Location
- Country: United States
- State: Idaho
- Region: Franklin County
- Municipality: Preston, Idaho

Physical characteristics
- • location: Western slope of Bear River Range 421117N 1113754W
- • coordinates: 42°11′17″N 111°37′54″W﻿ / ﻿42.18806°N 111.63167°W
- • elevation: 7,650 ft (2,330 m)
- Mouth: Confluence with Mink Creek
- • coordinates: 42°13′47″N 111°43′36″W﻿ / ﻿42.22972°N 111.72667°W
- • elevation: 4,964 ft (1,513 m)

= Birch Creek (Franklin County, Idaho) =

Stream in Franklin County, Idaho

Birch Creek is a 6.1 mi northeastward-flowing stream originating on the western slope of the Bear River Range in Franklin County, Idaho, United States.
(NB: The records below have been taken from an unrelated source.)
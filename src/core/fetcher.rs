//! Upstream rate retrieval abstraction

use async_trait::async_trait;

use super::{FetchError, RateSnapshot};

#[async_trait]
pub trait RateFetcher: Send + Sync {
    /// Fetches the latest reference rate table.
    ///
    /// Implementations perform a single attempt and must not touch any shared
    /// state; retry policy belongs to the caller.
    async fn fetch_rates(&self) -> Result<RateSnapshot, FetchError>;
}
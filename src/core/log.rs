use tracing::level_filters::LevelFilter;
use tracing_subscriber::{
    EnvFilter, filter::Targets, fmt, prelude::__tracing_subscriber_SubscriberExt,
    util::SubscriberInitExt,
};

/// Installs the global subscriber. `RUST_LOG` takes precedence over the
/// verbosity flag.
pub fn init_logging(verbose: bool) {
    let (level_filter, level) = if verbose {
        (LevelFilter::DEBUG, "debug")
    } else {
        (LevelFilter::INFO, "info")
    };
    let app_filter = Targets::new()
        .with_target("fxrates", level_filter)
        .with_target("tower_http", level_filter);
    let env_filter = EnvFilter::try_from_default_env().unwrap_or_else(|_| EnvFilter::new(level));

    tracing_subscriber::registry()
        .with(fmt::layer().with_target(true))
        .with(app_filter)
        .with(env_filter)
        .init();
}
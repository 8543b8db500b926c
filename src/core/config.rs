use anyhow::{Context, Result};
use directories::ProjectDirs;
use serde::{Deserialize, Serialize};
use std::net::SocketAddr;
use std::time::Duration;
use std::{fs, path::PathBuf};
use tracing::debug;

const DEFAULT_CACHE_TTL_MS: u64 = 1000 * 60 * 60 * 6;

/// Contents written by `fxrates setup`.
pub const DEFAULT_CONFIG: &str = r#"---
listen_addr: "0.0.0.0:3000"

# How long rates are served before a refresh, in milliseconds.
# The EXPIRY environment variable overrides this.
cache_ttl_ms: 21600000

# Serve files from this directory for paths outside the API.
# static_dir: "public"

providers:
  ecb:
    base_url: "https://www.ecb.europa.eu"
    path: "/stats/eurofxref/eurofxref-daily.xml"
    timeout_ms: 10000
"#;

#[derive(Debug, Deserialize, Serialize, Clone, PartialEq)]
pub struct EcbProviderConfig {
    pub base_url: String,
    #[serde(default = "default_ecb_path")]
    pub path: String,
    #[serde(default = "default_timeout_ms")]
    pub timeout_ms: u64,
}

impl Default for EcbProviderConfig {
    fn default() -> Self {
        EcbProviderConfig {
            base_url: "https://www.ecb.europa.eu".to_string(),
            path: default_ecb_path(),
            timeout_ms: default_timeout_ms(),
        }
    }
}

impl EcbProviderConfig {
    pub fn timeout(&self) -> Duration {
        Duration::from_millis(self.timeout_ms)
    }
}

#[derive(Debug, Deserialize, Serialize, Clone, Default, PartialEq)]
pub struct ProvidersConfig {
    #[serde(default)]
    pub ecb: EcbProviderConfig,
}

#[derive(Debug, Deserialize, Serialize, Clone, PartialEq)]
pub struct AppConfig {
    #[serde(default = "default_listen_addr")]
    pub listen_addr: SocketAddr,
    /// How long a rate table is served before a refresh is attempted.
    #[serde(default = "default_cache_ttl_ms")]
    pub cache_ttl_ms: u64,
    /// Directory of static files served for paths outside the API.
    #[serde(default)]
    pub static_dir: Option<PathBuf>,
    #[serde(default)]
    pub providers: ProvidersConfig,
}

impl Default for AppConfig {
    fn default() -> Self {
        AppConfig {
            listen_addr: default_listen_addr(),
            cache_ttl_ms: DEFAULT_CACHE_TTL_MS,
            static_dir: None,
            providers: ProvidersConfig::default(),
        }
    }
}

fn default_listen_addr() -> SocketAddr {
    SocketAddr::from(([0, 0, 0, 0], 3000))
}

fn default_cache_ttl_ms() -> u64 {
    DEFAULT_CACHE_TTL_MS
}

fn default_ecb_path() -> String {
    "/stats/eurofxref/eurofxref-daily.xml".to_string()
}

fn default_timeout_ms() -> u64 {
    10_000
}

impl AppConfig {
    /// Loads the config file from the default location, falling back to the
    /// built-in defaults when no file has been set up.
    pub fn load() -> Result<Self> {
        debug!("Loading default config");
        let config_path = Self::default_config_path()?;
        if !config_path.exists() {
            debug!("No config file at {}, using defaults", config_path.display());
            return Ok(Self::default());
        }
        Self::load_from_path(&config_path)
    }

    pub fn default_config_path() -> Result<PathBuf> {
        let proj_dirs = ProjectDirs::from("org", "fxrates", "fxrates")
            .context("Could not determine project directories")?;
        Ok(proj_dirs.config_dir().join("config.yaml"))
    }

    pub fn load_from_path<P: AsRef<std::path::Path>>(path: P) -> Result<Self> {
        let config_str = fs::read_to_string(path.as_ref())
            .with_context(|| format!("Failed to read config file: {}", path.as_ref().display()))?;

        let config: Self = serde_yaml::from_str(&config_str)
            .with_context(|| format!("Failed to parse config file: {}", path.as_ref().display()))?;
        debug!("Successfully loaded config");
        Ok(config)
    }

    /// Applies `EXPIRY` (cache TTL in milliseconds) and `PORT` overrides from
    /// the process environment.
    pub fn with_env_overrides(self) -> Result<Self> {
        self.with_overrides(|key| std::env::var(key).ok())
    }

    fn with_overrides<F>(mut self, lookup: F) -> Result<Self>
    where
        F: Fn(&str) -> Option<String>,
    {
        if let Some(expiry) = lookup("EXPIRY") {
            self.cache_ttl_ms = expiry
                .trim()
                .parse()
                .with_context(|| format!("Invalid EXPIRY value: '{expiry}'"))?;
            debug!(cache_ttl_ms = self.cache_ttl_ms, "Cache TTL overridden from environment");
        }
        if let Some(port) = lookup("PORT") {
            let port: u16 = port
                .trim()
                .parse()
                .with_context(|| format!("Invalid PORT value: '{port}'"))?;
            self.listen_addr.set_port(port);
        }
        Ok(self)
    }

    pub fn cache_ttl(&self) -> Duration {
        Duration::from_millis(self.cache_ttl_ms)
    }
}
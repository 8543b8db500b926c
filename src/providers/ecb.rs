use async_trait::async_trait;
use chrono::NaiveDate;
use serde::Deserialize;
use std::time::Duration;
use tracing::{debug, instrument, warn};

use crate::core::config::EcbProviderConfig;
use crate::core::{FetchError, RateFetcher, RateSnapshot};

/// Fetches the European Central Bank daily reference rates.
pub struct EcbRateFetcher {
    url: String,
    client: reqwest::Client,
}

impl EcbRateFetcher {
    pub fn new(base_url: &str, path: &str, timeout: Duration) -> Result<Self, FetchError> {
        let client = reqwest::Client::builder()
            .user_agent("fxrates/0.1")
            .timeout(timeout)
            .build()?;
        Ok(EcbRateFetcher {
            url: format!("{}{}", base_url.trim_end_matches('/'), path),
            client,
        })
    }

    pub fn from_config(config: &EcbProviderConfig) -> Result<Self, FetchError> {
        Self::new(&config.base_url, &config.path, config.timeout())
    }
}

// The daily table nests three levels of `Cube` elements under the envelope:
// an unnamed wrapper, one dated cube, and a cube per currency. Other envelope
// children (subject, sender, notes) are skipped.
#[derive(Debug, Deserialize)]
struct EcbEnvelope {
    #[serde(rename = "Cube", default)]
    cube: Option<OuterCube>,
}

#[derive(Debug, Deserialize)]
struct OuterCube {
    #[serde(rename = "Cube")]
    daily: DailyCube,
}

#[derive(Debug, Deserialize)]
struct DailyCube {
    time: String,
    #[serde(rename = "$value", default)]
    rates: Vec<RateCube>,
}

#[derive(Debug, Deserialize)]
struct RateCube {
    currency: String,
    rate: String,
}

impl RateCube {
    fn into_pair(self) -> Option<(String, f64)> {
        match self.rate.trim().parse::<f64>() {
            Ok(rate) => Some((self.currency, rate)),
            Err(e) => {
                warn!(
                    currency = %self.currency,
                    rate = %self.rate,
                    error = %e,
                    "Skipping unparsable rate"
                );
                None
            }
        }
    }
}

/// Parses a daily reference rate document into a snapshot.
pub fn parse_daily_rates(body: &str) -> Result<RateSnapshot, FetchError> {
    let envelope: EcbEnvelope =
        serde_xml_rs::from_str(body).map_err(|e| FetchError::Parse(e.to_string()))?;

    let daily = envelope
        .cube
        .map(|outer| outer.daily)
        .ok_or(FetchError::MissingData("dated Cube element"))?;

    let date = NaiveDate::parse_from_str(daily.time.trim(), "%Y-%m-%d").map_err(|e| {
        FetchError::Parse(format!("Invalid effective date '{}': {}", daily.time, e))
    })?;

    RateSnapshot::new(date, daily.rates.into_iter().filter_map(RateCube::into_pair))
}

#[async_trait]
impl RateFetcher for EcbRateFetcher {
    #[instrument(name = "EcbRateFetch", skip(self))]
    async fn fetch_rates(&self) -> Result<RateSnapshot, FetchError> {
        debug!("Requesting daily reference rates from {}", self.url);

        let response = self.client.get(&self.url).send().await?;
        if !response.status().is_success() {
            return Err(FetchError::Status(response.status()));
        }

        let body = response.text().await?;
        let snapshot = parse_daily_rates(&body)?;

        debug!(
            date = %snapshot.date(),
            currencies = snapshot.len(),
            "Parsed daily reference rates"
        );
        Ok(snapshot)
    }
}

#[cfg(test)]
mod tests {
    use super::*;
    use wiremock::matchers::{method, path};
    use wiremock::{Mock, MockServer, ResponseTemplate};

    const DAILY_XML: &str = r#"<?xml version="1.0" encoding="UTF-8"?>
<gesmes:Envelope xmlns:gesmes="http://www.gesmes.org/xml/2002-08-01" xmlns="http://www.ecb.int/vocabulary/2002-08-01/eurofxref">
	<gesmes:subject>Reference rates</gesmes:subject>
	<gesmes:Sender>
		<gesmes:name>European Central Bank</gesmes:name>
	</gesmes:Sender>
	<Cube>
		<Cube time='2022-10-03'>
			<Cube currency='USD' rate='0.9764'/>
			<Cube currency='JPY' rate='141.49'/>
			<Cube currency='GBP' rate='0.87070'/>
			<Cube currency='CHF' rate='0.9658'/>
		</Cube>
	</Cube>
</gesmes:Envelope>"#;

    const DAILY_PATH: &str = "/stats/eurofxref/eurofxref-daily.xml";

    async fn create_mock_server(response: ResponseTemplate) -> MockServer {
        let mock_server = MockServer::start().await;

        Mock::given(method("GET"))
            .and(path(DAILY_PATH))
            .respond_with(response)
            .mount(&mock_server)
            .await;

        mock_server
    }

    fn fetcher_for(server: &MockServer) -> EcbRateFetcher {
        EcbRateFetcher::new(&server.uri(), DAILY_PATH, Duration::from_secs(5)).unwrap()
    }

    #[test]
    fn test_parse_daily_rates() {
        let snapshot = parse_daily_rates(DAILY_XML).unwrap();

        assert_eq!(snapshot.date(), NaiveDate::from_ymd_opt(2022, 10, 3).unwrap());
        assert_eq!(snapshot.rate("USD"), Some(0.9764));
        assert_eq!(snapshot.rate("JPY"), Some(141.49));
        assert_eq!(snapshot.rate("GBP"), Some(0.8707));
        assert_eq!(snapshot.rate("EUR"), Some(1.0));
        assert_eq!(snapshot.len(), 5);
    }

    #[test]
    fn test_parse_rejects_malformed_xml() {
        let result = parse_daily_rates("<gesmes:Envelope><Cube>");
        assert!(matches!(result, Err(FetchError::Parse(_))));

        let result = parse_daily_rates("not xml at all");
        assert!(result.is_err());
    }

    #[test]
    fn test_parse_requires_dated_cube() {
        let body = r#"<?xml version="1.0" encoding="UTF-8"?>
<gesmes:Envelope xmlns:gesmes="http://www.gesmes.org/xml/2002-08-01">
	<gesmes:subject>Reference rates</gesmes:subject>
</gesmes:Envelope>"#;

        let result = parse_daily_rates(body);
        assert!(matches!(result, Err(FetchError::MissingData(_))));
    }

    #[test]
    fn test_parse_skips_unknown_envelope_elements() {
        let body = DAILY_XML.replace(
            "<Cube>\n\t\t<Cube time",
            "<gesmes:note>Published daily</gesmes:note>\n\t<gesmes:Footer><gesmes:link>https://www.ecb.europa.eu</gesmes:link></gesmes:Footer>\n\t<Cube>\n\t\t<Cube time",
        );
        assert!(body.contains("gesmes:note"));

        let snapshot = parse_daily_rates(&body).unwrap();
        assert_eq!(snapshot.date(), NaiveDate::from_ymd_opt(2022, 10, 3).unwrap());
        assert_eq!(snapshot.rate("USD"), Some(0.9764));
        assert_eq!(snapshot.len(), 5);
    }

    #[test]
    fn test_parse_skips_unparsable_rate() {
        let body = DAILY_XML.replace("rate='141.49'", "rate='n/a'");

        let snapshot = parse_daily_rates(&body).unwrap();
        assert_eq!(snapshot.rate("JPY"), None);
        assert_eq!(snapshot.rate("USD"), Some(0.9764));
        assert_eq!(snapshot.rate("GBP"), Some(0.8707));
        assert_eq!(snapshot.rate("CHF"), Some(0.9658));
        assert_eq!(snapshot.len(), 4);
    }

    #[test]
    fn test_parse_rejects_bad_date() {
        let body = DAILY_XML.replace("2022-10-03", "03/10/2022");

        let result = parse_daily_rates(&body);
        assert!(
            result
                .unwrap_err()
                .to_string()
                .contains("Invalid effective date '03/10/2022'")
        );
    }

    #[tokio::test]
    async fn test_successful_rates_fetch() {
        let mock_server =
            create_mock_server(ResponseTemplate::new(200).set_body_string(DAILY_XML)).await;

        let snapshot = fetcher_for(&mock_server).fetch_rates().await.unwrap();
        assert_eq!(snapshot.rate("CHF"), Some(0.9658));
        assert_eq!(snapshot.rate("EUR"), Some(1.0));
    }

    #[tokio::test]
    async fn test_ecb_api_error_response() {
        let mock_server = create_mock_server(ResponseTemplate::new(500)).await;

        let result = fetcher_for(&mock_server).fetch_rates().await;
        assert_eq!(
            result.unwrap_err().to_string(),
            "HTTP error: 500 Internal Server Error"
        );
    }

    #[tokio::test]
    async fn test_ecb_api_malformed_response() {
        let mock_server =
            create_mock_server(ResponseTemplate::new(200).set_body_string("{\"rates\": []}"))
                .await;

        let result = fetcher_for(&mock_server).fetch_rates().await;
        assert!(result.is_err());
    }

    #[tokio::test]
    async fn test_slow_upstream_times_out() {
        let mock_server = create_mock_server(
            ResponseTemplate::new(200)
                .set_body_string(DAILY_XML)
                .set_delay(Duration::from_millis(500)),
        )
        .await;

        let fetcher =
            EcbRateFetcher::new(&mock_server.uri(), DAILY_PATH, Duration::from_millis(50))
                .unwrap();
        let result = fetcher.fetch_rates().await;
        assert!(matches!(result, Err(FetchError::Request(_))));
    }

    #[tokio::test]
    async fn test_unreachable_upstream() {
        let mock_server = MockServer::start().await;
        let uri = mock_server.uri();
        drop(mock_server);

        let fetcher = EcbRateFetcher::new(&uri, DAILY_PATH, Duration::from_secs(1)).unwrap();
        let result = fetcher.fetch_rates().await;
        assert!(matches!(result, Err(FetchError::Request(_))));
    }
}
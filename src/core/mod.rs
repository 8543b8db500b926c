//! Core domain types and abstractions

pub mod config;
pub mod error;
pub mod fetcher;
pub mod log;
pub mod snapshot;

// Re-export main types for cleaner imports
pub use error::{ConversionError, FetchError};
pub use fetcher::RateFetcher;
pub use snapshot::RateSnapshot;
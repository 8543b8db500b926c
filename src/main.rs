use anyhow::Result;
use clap::{CommandFactory, Parser, Subcommand};
use fxrates::core::config::{AppConfig, DEFAULT_CONFIG};
use fxrates::core::log::init_logging;
use std::net::SocketAddr;

#[derive(Parser)]
#[command(version, about)]
struct Cli {
    /// Enable verbose logging
    #[arg(short, long, global = true)]
    verbose: bool,

    /// Path to optional configuration file
    #[arg(short, long, global = true)]
    config_path: Option<String>,

    #[command(subcommand)]
    command: Option<Commands>,
}

#[derive(Subcommand)]
enum Commands {
    /// Create default configuration
    Setup,
    /// Serve the conversion API
    Serve {
        /// Address to listen on, overriding configuration
        #[arg(short, long)]
        listen: Option<SocketAddr>,
    },
}

#[tokio::main]
async fn main() -> Result<()> {
    let cli = Cli::parse();

    init_logging(cli.verbose);

    let result = match cli.command {
        Some(Commands::Setup) => setup(),
        Some(Commands::Serve { listen }) => fxrates::run(cli.config_path.as_deref(), listen).await,
        None => {
            Cli::command().print_help()?;
            Ok(())
        }
    };

    if let Err(e) = &result {
        tracing::error!(error = %e, "Application failed");
    }
    result
}

fn setup() -> anyhow::Result<()> {
    use anyhow::Context;

    let path = AppConfig::default_config_path()?;

    if path.exists() {
        anyhow::bail!("Configuration file already exists at {}", path.display());
    }

    if let Some(parent) = path.parent() {
        std::fs::create_dir_all(parent)
            .with_context(|| format!("Failed to create directory: {}", parent.display()))?;
    }

    std::fs::write(&path, DEFAULT_CONFIG)
        .with_context(|| format!("Failed to write config file to {}", path.display()))?;

    tracing::info!("Created default configuration at {}", path.display());
    Ok(())
}
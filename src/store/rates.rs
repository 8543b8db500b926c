use std::sync::{Arc, Mutex, PoisonError, RwLock};
use std::time::{Duration, Instant};
use tokio::task::JoinHandle;
use tracing::{debug, info, warn};

use crate::core::{RateFetcher, RateSnapshot};

/// Process-wide holder of the current rate table.
///
/// Readers get the latest committed snapshot without waiting on the network.
/// Refreshes run as background tasks and replace the snapshot wholesale, so a
/// reader sees either the old table or the new one, never a mix.
pub struct RateStore {
    fetcher: Arc<dyn RateFetcher>,
    ttl: Duration,
    snapshot: RwLock<Option<Arc<RateSnapshot>>>,
    last_attempt: Mutex<Option<Instant>>,
}

impl RateStore {
    pub fn new(fetcher: Arc<dyn RateFetcher>, ttl: Duration) -> Self {
        Self {
            fetcher,
            ttl,
            snapshot: RwLock::new(None),
            last_attempt: Mutex::new(None),
        }
    }

    pub fn ttl(&self) -> Duration {
        self.ttl
    }

    /// Kicks off the initial load. Must be called from within a Tokio runtime.
    pub fn start(self: &Arc<Self>) -> Option<JoinHandle<()>> {
        info!(ttl_secs = self.ttl.as_secs(), "Starting rate store");
        self.trigger_refresh_if_expired(Instant::now())
    }

    /// True when no refresh was ever attempted or the last attempt is at
    /// least one TTL old.
    pub fn is_expired(&self, now: Instant) -> bool {
        let last_attempt = self
            .last_attempt
            .lock()
            .unwrap_or_else(PoisonError::into_inner);
        Self::expired_since(*last_attempt, now, self.ttl)
    }

    fn expired_since(last_attempt: Option<Instant>, now: Instant, ttl: Duration) -> bool {
        match last_attempt {
            None => true,
            Some(at) => now.saturating_duration_since(at) >= ttl,
        }
    }

    /// Spawns a background refresh when the store is expired and returns its
    /// handle; returns `None` when the current data is still within its TTL.
    ///
    /// The attempt time is claimed before the fetch starts, so concurrent
    /// callers see the store as fresh and at most one refresh is in flight.
    /// A failed refresh is not retried until another TTL has elapsed.
    ///
    /// Must be called from within a Tokio runtime.
    pub fn trigger_refresh_if_expired(self: &Arc<Self>, now: Instant) -> Option<JoinHandle<()>> {
        {
            let mut last_attempt = self
                .last_attempt
                .lock()
                .unwrap_or_else(PoisonError::into_inner);
            if !Self::expired_since(*last_attempt, now, self.ttl) {
                return None;
            }
            *last_attempt = Some(now);
        }

        debug!("Rates expired, refreshing in background");
        let store = Arc::clone(self);
        Some(tokio::spawn(async move { store.refresh().await }))
    }

    async fn refresh(&self) {
        match self.fetcher.fetch_rates().await {
            Ok(snapshot) => {
                info!(
                    date = %snapshot.date(),
                    currencies = snapshot.len(),
                    "Rates refreshed"
                );
                let mut current = self.snapshot.write().unwrap_or_else(PoisonError::into_inner);
                *current = Some(Arc::new(snapshot));
            }
            Err(e) => {
                warn!(error = %e, "Rate refresh failed, keeping previous rates");
            }
        }
    }

    /// Latest committed snapshot, or `None` before the first successful fetch.
    pub fn current_snapshot(&self) -> Option<Arc<RateSnapshot>> {
        self.snapshot
            .read()
            .unwrap_or_else(PoisonError::into_inner)
            .clone()
    }
}
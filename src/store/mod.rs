//! Shared, TTL-refreshed rate storage

pub mod rates;

pub use rates::RateStore;
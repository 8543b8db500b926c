pub mod ecb;

pub use ecb::EcbRateFetcher;
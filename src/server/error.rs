use axum::{
    http::StatusCode,
    response::{IntoResponse, Response},
};
use thiserror::Error;

use crate::core::ConversionError;

#[derive(Error, Debug)]
pub enum ApiError {
    #[error("{0}")]
    Conversion(#[from] ConversionError),
}

impl IntoResponse for ApiError {
    fn into_response(self) -> Response {
        let status = match &self {
            ApiError::Conversion(ConversionError::InvalidCurrency) => StatusCode::BAD_REQUEST,
        };
        (status, self.to_string()).into_response()
    }
}

pub type ApiResult<T> = Result<T, ApiError>;
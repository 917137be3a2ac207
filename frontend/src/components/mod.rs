pub mod import_field;
//! File import bridge: the request/completion pair between a selected file and
//! the caller's import callback.
//!
//! Issuing a read returns immediately (the future is handed to `spawn_local`);
//! completion is delivered at most once, and never after the owning field has
//! been destroyed. The bridge is generic over `TextSource` so the delivery rules
//! can be exercised without a browser.

use std::cell::Cell;
use std::future::Future;
use std::rc::Rc;

use gloo_file::futures::read_as_text;
use gloo_file::{File, FileReadError};

use super::error::ImportError;

/// Something that can be decoded into text asynchronously.
pub trait TextSource {
    /// Human-readable name used in logs and errors.
    fn label(&self) -> String;

    /// Decodes the whole source as text.
    fn read_text(self) -> impl Future<Output = Result<String, ImportError>>;
}

impl TextSource for File {
    fn label(&self) -> String {
        self.name()
    }

    /// Uses `FileReader.readAsText`, so decoding follows the platform default (UTF-8).
    fn read_text(self) -> impl Future<Output = Result<String, ImportError>> {
        async move {
            read_as_text(&self)
                .await
                .map_err(|err| read_error(self.name(), err))
        }
    }
}

/// Maps a platform reader failure for `file` onto `ImportError`.
fn read_error(file: String, err: FileReadError) -> ImportError {
    match err {
        FileReadError::AbortedEarly => ImportError::Aborted { file },
        other => ImportError::read(file, other.to_string()),
    }
}

/// Shared flag bound to the lifetime of one mounted field.
///
/// Clones observe the same flag; `revoke` is called from `Component::destroy`.
#[derive(Clone, Debug)]
pub struct Liveness(Rc<Cell<bool>>);

impl Liveness {
    pub fn new() -> Self {
        Liveness(Rc::new(Cell::new(true)))
    }

    pub fn is_alive(&self) -> bool {
        self.0.get()
    }

    pub fn revoke(&self) {
        self.0.set(false);
    }
}

impl Default for Liveness {
    fn default() -> Self {
        Liveness::new()
    }
}

/// What happened to one import request.
#[derive(Debug, Clone, PartialEq, Eq)]
pub enum ImportOutcome {
    /// The decoded text was handed to the delivery closure.
    Delivered { file: String, chars: usize },
    /// The read failed; the error was handed to the delivery closure.
    Failed(ImportError),
    /// The field was destroyed while the read was pending; nothing was delivered.
    Discarded { file: String },
}

/// Reads `source` and hands the result to `deliver` exactly once, unless
/// `liveness` was revoked while the read was pending.
pub async fn run_import<S, F>(source: S, liveness: Liveness, deliver: F) -> ImportOutcome
where
    S: TextSource,
    F: FnOnce(Result<String, ImportError>),
{
    let file = source.label();
    let result = source.read_text().await;

    if !liveness.is_alive() {
        return ImportOutcome::Discarded { file };
    }

    let outcome = match &result {
        Ok(text) => ImportOutcome::Delivered {
            file,
            chars: text.chars().count(),
        },
        Err(err) => ImportOutcome::Failed(err.clone()),
    };
    deliver(result);
    outcome
}
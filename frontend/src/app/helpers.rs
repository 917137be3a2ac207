//! Caller-side helpers for the demo host.
//!
//! The import field forwards text without looking at it; checking that the
//! payload is JSON happens here, in the owner of the value.

use wasm_bindgen::JsCast;
use web_sys::HtmlElement;

/// What the host thinks of the current payload.
#[derive(Debug, Clone, PartialEq, Eq)]
pub enum PayloadStatus {
    Empty,
    /// Parsed; carries the kind of the top-level value.
    Valid(&'static str),
    /// Did not parse; carries the `serde_json` error message.
    Invalid(String),
}

impl PayloadStatus {
    pub fn describe(&self) -> String {
        match self {
            PayloadStatus::Empty => "empty".to_string(),
            PayloadStatus::Valid(kind) => format!("valid JSON ({})", kind),
            PayloadStatus::Invalid(reason) => format!("invalid JSON: {}", reason),
        }
    }

    pub fn css_class(&self) -> &'static str {
        match self {
            PayloadStatus::Empty => "status-empty",
            PayloadStatus::Valid(_) => "status-valid",
            PayloadStatus::Invalid(_) => "status-invalid",
        }
    }
}

/// Classifies `payload`. Whitespace-only counts as empty.
pub fn payload_status(payload: &str) -> PayloadStatus {
    if payload.trim().is_empty() {
        return PayloadStatus::Empty;
    }
    match serde_json::from_str::<serde_json::Value>(payload) {
        Ok(value) => PayloadStatus::Valid(json_kind(&value)),
        Err(err) => PayloadStatus::Invalid(err.to_string()),
    }
}

fn json_kind(value: &serde_json::Value) -> &'static str {
    match value {
        serde_json::Value::Null => "null",
        serde_json::Value::Bool(_) => "boolean",
        serde_json::Value::Number(_) => "number",
        serde_json::Value::String(_) => "string",
        serde_json::Value::Array(_) => "array",
        serde_json::Value::Object(_) => "object",
    }
}

/// Inline style of the import toast, bottom-centred over the page.
const TOAST_STYLE: &[(&str, &str)] = &[
    ("position", "fixed"),
    ("bottom", "20px"),
    ("left", "50%"),
    ("transform", "translateX(-50%)"),
    ("background", "rgba(0, 0, 0, 0.8)"),
    ("color", "#fff"),
    ("padding", "10px 20px"),
    ("border-radius", "4px"),
    ("z-index", "10000"),
    ("font-family", "Arial, sans-serif"),
];

const TOAST_LIFETIME_MS: u32 = 3000;

/// Shows `message` as plain text in a toast that removes itself after
/// `TOAST_LIFETIME_MS`. File names end up in here, so no HTML is parsed.
pub fn show_toast(message: &str) {
    let Some(document) = web_sys::window().and_then(|w| w.document()) else {
        return;
    };
    let (Ok(node), Some(body)) = (document.create_element("div"), document.body()) else {
        return;
    };
    node.set_text_content(Some(message));
    let toast: HtmlElement = node.unchecked_into();
    let style = toast.style();
    for (property, value) in TOAST_STYLE {
        style.set_property(property, value).ok();
    }

    if body.append_child(&toast).is_err() {
        return;
    }
    wasm_bindgen_futures::spawn_local(async move {
        gloo_timers::future::TimeoutFuture::new(TOAST_LIFETIME_MS).await;
        toast.remove();
    });
}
Its mouth is at the confluence with Mink Creek about 12 mi northwest of Preston, Idaho. In turn, Mink Creek flows southwest to its confluence with the Bear River and, from there, its flows terminate in the Great Salt Lake.

==Ecology==
Birch Creek hosts Bonneville cutthroat trout (Oncorhynchus clarkii utah), a subspecies of cutthroat trout native to tributaries of the Great Salt Lake, and one of 14 or so recognized subspecies of cutthroat trout native to the western United States. In addition to increased drought, Bonneville cutthroat are threatened by introduced non-native trout species through predation, competition, and hybridization. The instream and riparian degradation of Birch Creek is associated with decades of heavy cattle grazing pressure, removal of beaver (Castor canadensis), and encroachment of pinyon and juniper forests. Channel incision has lowered the water table and reduced floodplain connectivity, which has further adversely affected the condition of the riparian areas which is critical habitat for a variety of aquatic and riparian obligate species particularly greater sage-grouse (Centrocercus urophasianus). A project to restore beaver to the creek led by Idaho rancher Jay Wilde and Utah State University watershed scientist, that began with reduced riparian grazing pressure, construction of beaver dam analogues, and then followed by translocation of beaver to the stream has increased cutthroat trout abundance ten-fold.